I hate my weight. I get acne. I fight with my husband. I get lazy when I’m stressed and stressed when I’m lazy. I’m judgmental. I hold myself and others to impossibly high standards. I also have depression and anxiety. I get nervous meeting new people. I worry about whether or not people like me. I fear not living up to my potential and my potential not living up to my dreams.
I’m also stubborn. And I don’t like being told no, whether it’s from a person or from my anxiety. Very few things get me motivated as much as someone telling me I can’t do something.
Which is how I’ve gotten to the mental head space I’m in today.
I fight to overcome my demons. I refuse to let the nerves get the better of me. Even on that day on the side of the road when I thought I couldn’t go on, I put my car in drive, made it to my interview and produced my story for the day. Then I did it the next day and the next day. And I’ve been doing it every day for over two years.
I’ll never have it all figured out and I don’t want to pretend I do. But I know that if I keep showing up, good things will continue to happen. They’ve already happened for me and I know they’ll happen for you too.
Whatever it is that’s going on backstage in your life is one small fraction of who you are. It doesn’t have to be the part of the show you keep hidden away because you don’t want anyone to see. You can invite people backstage to help you run through the performance better.
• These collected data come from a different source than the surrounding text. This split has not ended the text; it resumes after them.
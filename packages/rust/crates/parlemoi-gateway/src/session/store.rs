//! Bounded conversation store: conversation key → window of recent exchanges.
//!
//! One `ConversationWindow` per key, each behind its own async mutex so the chat
//! read → provider call → write-back sequence for one key never interleaves with
//! another request for the same key. Different keys never contend.

use std::collections::HashMap;
use std::sync::Arc;

use parlemoi_window::{ConversationWindow, Turn};
use tokio::sync::{Mutex, OwnedMutexGuard, RwLock};

use super::key::ConversationKey;

/// In-memory history store. Cheap to clone; clones share state.
#[derive(Clone)]
pub struct ConversationStore {
    inner: Arc<RwLock<HashMap<ConversationKey, Arc<Mutex<ConversationWindow>>>>>,
    max_exchanges: usize,
}

impl ConversationStore {
    /// Create a store keeping at most `max_exchanges` user/assistant pairs per conversation.
    #[must_use]
    pub fn new(max_exchanges: usize) -> Self {
        Self {
            inner: Arc::new(RwLock::new(HashMap::new())),
            max_exchanges: max_exchanges.max(1),
        }
    }

    /// Copy of the stored turns for `key`, oldest first. Empty when unknown.
    pub async fn get(&self, key: &ConversationKey) -> Vec<Turn> {
        let slot = {
            let g = self.inner.read().await;
            g.get(key).cloned()
        };
        let Some(slot) = slot else {
            return Vec::new();
        };
        let turns = slot.lock().await.to_vec();
        tracing::debug!(
            event = "session.history.loaded",
            conversation = %key,
            loaded_turns = turns.len(),
            "conversation history loaded"
        );
        turns
    }

    /// Append one exchange for `key` and trim to capacity.
    pub async fn append(&self, key: &ConversationKey, user: Turn, assistant: Turn) {
        let mut guard = self.lock(key).await;
        guard.append(user, assistant);
    }

    /// Enter the exclusive section for `key`, creating its (empty) history on first use.
    pub async fn lock(&self, key: &ConversationKey) -> ConversationGuard {
        let slot = self.slot(key).await;
        ConversationGuard {
            key: key.clone(),
            window: slot.lock_owned().await,
        }
    }

    /// Number of conversations seen since startup.
    pub async fn conversation_count(&self) -> usize {
        self.inner.read().await.len()
    }

    async fn slot(&self, key: &ConversationKey) -> Arc<Mutex<ConversationWindow>> {
        if let Some(slot) = self.inner.read().await.get(key) {
            return Arc::clone(slot);
        }
        let mut g = self.inner.write().await;
        Arc::clone(
            g.entry(key.clone())
                .or_insert_with(|| Arc::new(Mutex::new(ConversationWindow::new(self.max_exchanges)))),
        )
    }
}

/// Exclusive access to one conversation's history; released on drop.
pub struct ConversationGuard {
    key: ConversationKey,
    window: OwnedMutexGuard<ConversationWindow>,
}

impl ConversationGuard {
    #[must_use]
    pub fn key(&self) -> &ConversationKey {
        &self.key
    }

    /// Stored turns, oldest first.
    #[must_use]
    pub fn turns(&self) -> Vec<Turn> {
        self.window.to_vec()
    }

    /// Append (user, assistant) and trim from the front to capacity.
    pub fn append(&mut self, user: Turn, assistant: Turn) {
        self.window.append_exchange(user, assistant);
        tracing::debug!(
            event = "session.history.appended",
            conversation = %self.key,
            total_turns = self.window.len(),
            total_exchanges = self.window.total_exchanges(),
            "conversation history appended"
        );
    }
}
You can stand in wings and be anxious for your entrance without letting it become total stage fright. You can take back control of the show, change the script, flip the stage and stand in the spotlight as your 100% complex and authentic self.
Choose your cast wisely. Let them take some of that pressure off of yourself. For I believe we've been drawn together to create a life we love.
Meeting new people is hard! So here are some practical things I do to ease that transition from stranger to friend.
Never underestimate the power of a warm smile, firm handshake and sincere greeting. It’s often the most important part of the interview because that first impression will dictate everything else that follows.
Don’t forget that most people are nervous about meeting you too. Take the focus off of yourself and ask, “How can I make this person feel more comfortable around me?”
Always remember their names. I don’t know when we began to treat “not being good at remembering names” as acceptable or funny. It is the most basic thing you can remember about someone so do what it takes to remember that name. A first step is to say the name back to them. “Nice to meet you, Jerry. I’m Katey.” Or find something to compliment them on the name. “Quin is such a unique, fun name. Is there a story behind it?”